Art. 35-B. Para efeito da concessão das isenções do IPTU, não serão consideradas como outro imóvel, desde que cadastradas no mesmo endereço do imóvel objeto do pedido de isenção, e pertencentes ao mesmo proprietário: (Art. 5º da Lei Complementar nº 33, de 18.12.2006).

I - as vagas de garagem;
II - as áreas resultantes de desmembramentos de imóveis residenciais, de até 25m2 (vinte e cinco metros quadrados), onde funcionem firmas individuais.

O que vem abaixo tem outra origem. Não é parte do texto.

/// Validate an "active checks" reply
///
/// Fails on the first missing or malformed field; nothing of a rejected
/// reply is used.
pub fn parse_check_list(reply: serde_json::Value, current_revision: u64) -> Result<CheckList, ResponseError> {
    let response: ActiveChecksResponse =
        serde_json::from_value(reply).map_err(|e| ResponseError::Malformed(e.to_string()))?;

    match response.response.as_deref() {
        Some("success") => {}
        other => {
            return Err(ResponseError::Failed {
                response: other.unwrap_or("").to_string(),
                info: response.info.unwrap_or_else(|| "no details".to_string()),
            });
        }
    }

    let Some(data) = response.data else {
        if response.config_revision == Some(current_revision) {
            return Ok(CheckList {
                revision: response.config_revision,
                items: None,
                expressions: Vec::new(),
            });
        }
        return Err(ResponseError::MissingField {
            field: "data",
            item: "response".to_string(),
        });
    };

    let mut items = Vec::with_capacity(data.len());
    for (index, raw) in data.into_iter().enumerate() {
        let item = match (&raw.itemid, &raw.key) {
            (Some(itemid), _) => format!("itemid {itemid}"),
            (None, Some(key)) => format!("key \"{key}\""),
            (None, None) => format!("item #{index}"),
        };
        let missing = |field| ResponseError::MissingField {
            field,
            item: item.clone(),
        };

        let key = raw.key.ok_or_else(|| missing("key"))?;
        let itemid = raw.itemid.ok_or_else(|| missing("itemid"))?;
        let delay = match raw.delay.ok_or_else(|| missing("delay"))? {
            serde_json::Value::String(text) => text,
            serde_json::Value::Number(number) => number.to_string(),
            other => {
                return Err(ResponseError::InvalidField {
                    field: "delay",
                    item: item.clone(),
                    value: other.to_string(),
                });
            }
        };
        let lastlogsize = raw.lastlogsize.ok_or_else(|| missing("lastlogsize"))?;
        let mtime = raw.mtime.ok_or_else(|| missing("mtime"))?;

        items.push(ItemRequest {
            itemid,
            key,
            delay,
            lastlogsize,
            mtime,
        });
    }

    let mut expressions = Vec::new();
    for (index, raw) in response.regexp.unwrap_or_default().into_iter().enumerate() {
        let item = match &raw.name {
            Some(name) => format!("expression \"{name}\""),
            None => format!("expression #{index}"),
        };
        let missing = |field| ResponseError::MissingField {
            field,
            item: item.clone(),
        };

        let name = raw.name.ok_or_else(|| missing("name"))?;
        let expression = raw.expression.ok_or_else(|| missing("expression"))?;
        let expression_type = raw.expression_type.ok_or_else(|| missing("expression_type"))?;
        let delimiter = raw.exp_delimiter.ok_or_else(|| missing("exp_delimiter"))?;
        if delimiter.chars().count() > 1 {
            return Err(ResponseError::InvalidField {
                field: "exp_delimiter",
                item: item.clone(),
                value: delimiter,
            });
        }
        let case_sensitive = raw.case_sensitive.ok_or_else(|| missing("case_sensitive"))?;

        expressions.push(ExpressionEntry {
            name,
            expression,
            expression_type,
            delimiter,
            case_sensitive: case_sensitive != 0,
        });
    }

    Ok(CheckList {
        revision: response.config_revision,
        items: Some(items),
        expressions,
    })
}

pub struct ActiveChecksActor {
    config: ActiveChecksConfig,
    link: Arc<ServerLink>,
    scheduler: SchedulerHandle,
    writer: Arc<dyn ResultWriter>,
    client_id: u64,
    command_rx: mpsc::Receiver<ConnectorCommand>,
    session: String,
    revision: u64,
    state: LinkState,
}

impl ActiveChecksActor {
    pub fn new(
        config: ActiveChecksConfig,
        link: Arc<ServerLink>,
        scheduler: SchedulerHandle,
        writer: Arc<dyn ResultWriter>,
        client_id: u64,
        command_rx: mpsc::Receiver<ConnectorCommand>,
    ) -> Self {
        Self {
            config,
            link,
            scheduler,
            writer,
            client_id,
            command_rx,
            session: uuid::Uuid::new_v4().simple().to_string(),
            revision: 0,
            state: LinkState::default(),
        }
    }

    #[instrument(skip(self), fields(client = self.client_id))]
    pub async fn run(mut self) {
        debug!(
            "starting active checks for {:?} every {:?}",
            self.link.pool().addresses(),
            self.config.refresh
        );

        let mut ticker = time::interval(self.config.refresh);
        ticker.set_missed_tick_behavior(MissedTickBehavior::Delay);

        loop {
            tokio::select! {
                _ = ticker.tick() => {
                    if let Err(e) = self.refresh().await {
                        trace!("refresh failed: {:#}", e);
                    }
                }

                cmd = self.command_rx.recv() => {
                    match cmd {
                        Some(ConnectorCommand::RefreshNow { respond_to }) => {
                            debug!("received RefreshNow command");
                            let _ = respond_to.send(self.refresh().await);
                        }

                        Some(ConnectorCommand::Shutdown) => {
                            debug!("received shutdown command");
                            break;
                        }

                        None => {
                            warn!("command channel closed, shutting down");
                            break;
                        }
                    }
                }
            }
        }

        if let Err(e) = self
            .scheduler
            .update(self.client_id, self.writer.clone(), Vec::new(), Arc::default())
            .await
        {
            trace!("cannot drop active checks: {:#}", e);
        }
        debug!("active checks stopped");
    }

    async fn refresh(&mut self) -> Result<()> {
        let request = ActiveChecksRequest {
            request: "active checks",
            host: &self.config.hostname,
            version: VERSION,
            host_metadata: self.config.host_metadata.as_deref(),
            interface: self.config.host_interface.as_deref(),
            ip: self.config.listen_ip.as_deref(),
            port: self.config.listen_port,
            config_revision: self.revision,
            session: &self.session,
        };
        let payload = serde_json::to_vec(&request).context("failed to encode request")?;

        let (address, reply) = self.link.request_via(&payload).await;
        let reply = match reply {
            Ok(reply) => {
                self.state
                    .success("active check configuration update", address.as_ref());
                reply
            }
            Err(e) => {
                self.state
                    .failure("active check configuration update", address.as_ref(), &e);
                return Err(e).context("active check request failed");
            }
        };

        let list = match parse_check_list(reply, self.revision) {
            Ok(list) => list,
            Err(e) => {
                warn!("cannot use active check configuration: {}", e);
                return Err(e).context("invalid active check configuration");
            }
        };

        let Some(items) = list.items else {
            trace!("active checks unchanged at revision {}", self.revision);
            return Ok(());
        };

        let expressions = Expressions::compile(&list.expressions).map_err(|e| {
            warn!("cannot use active check configuration: {}", e);
            e
        })?;

        let summary = self
            .scheduler
            .update(
                self.client_id,
                self.writer.clone(),
                items,
                Arc::new(expressions),
            )
            .await?;
        debug!(
            "active checks updated: {} added, {} updated, {} removed, {} skipped",
            summary.added, summary.updated, summary.removed, summary.skipped
        );

        if let Some(revision) = list.revision {
            self.revision = revision;
        }
        Ok(())
    }
}

/// Handle for controlling the ActiveChecksActor
#[derive(Clone)]
pub struct ActiveChecksHandle {
    sender: mpsc::Sender<ConnectorCommand>,
}

impl ActiveChecksHandle {
    pub fn spawn(
        config: ActiveChecksConfig,
        link: Arc<ServerLink>,
        scheduler: SchedulerHandle,
        writer: Arc<dyn ResultWriter>,
        client_id: u64,
    ) -> Self {
        let (cmd_tx, cmd_rx) = mpsc::channel(32);
        let actor = ActiveChecksActor::new(config, link, scheduler, writer, client_id, cmd_rx);
        tokio::spawn(actor.run());
        Self { sender: cmd_tx }
    }

    pub async fn refresh_now(&self) -> Result<()> {
        let (tx, rx) = oneshot::channel();
        self.sender
            .send(ConnectorCommand::RefreshNow { respond_to: tx })
            .await
            .context("failed to send RefreshNow command")?;

        rx.await.context("failed to receive refresh result")?
    }

    pub async fn shutdown(&self) -> Result<()> {
        self.sender
            .send(ConnectorCommand::Shutdown)
            .await
            .context("failed to send Shutdown command")?;
        Ok(())
    }
}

Art. 35-C. Fica isento do pagamento do IPTU, para o exercício orçamentário de 2007, o contribuinte que comprove possuir um único imóvel no município de Fortaleza, e que o mesmo seja utilizado exclusivamente para sua residência, desde que o valor venal seja de até R$ 25.272,00 (vinte e cinco mil, duzentos e setenta e dois reais). (Art. 6º da Lei Complementar nº 33, de 18.12.2006).

Parágrafo Único - O valor venal indicado no caput passará a ser reajustado anualmente de acordo com o IPCA-e - Índice de Preços ao Consumidor Amplo - especial, e do Instituto Brasileiro de Geografia e Estatística (IBGE), devendo o contribuinte ser notificado deste benefício isencional, durante o exercício financeiro fiscal de cada ano.

Art. 36. Fica o chefe do Poder Executivo autorizado a conceder anistia de 70% (setenta por cento) dos débitos relativos ao IPTU, até novembro de 2001, de contribuintes de notória pobreza (Art. 6º da Lei nº 8.609 de 26.12.2001).

§ 1º - Para a concessão da anistia fiscal parcial, prevista neste artigo e admitida pelo §6º do Art. 141 da Lei Orgânica do Município de Fortaleza, considera-se de notória pobreza o contribuinte que, no mês de dezembro de 2001, tiver renda mensal inferior ou equivalente a 01 (um) salário mínimo e residir no único imóvel que possui no Município de Fortaleza.

§ 2º - Os débitos a serem pagos pelo contribuinte a ser beneficiado, correspondentes a 30% (trinta por cento) do seu valor total, deverão ser parcelados em até 12 (doze) meses.

Art. 37. A isenção do Imposto Sobre a Propriedade Predial e Territorial Urbana somente será declarada por despacho da autoridade competente e dependerá de requerimento fundamentado da pessoa ou entidade interessada, que se processará de acordo com o disposto nos Arts. 337 a 347 desta Consolidação (Art. 132 da Lei nº 4.144 de 27.12.1972).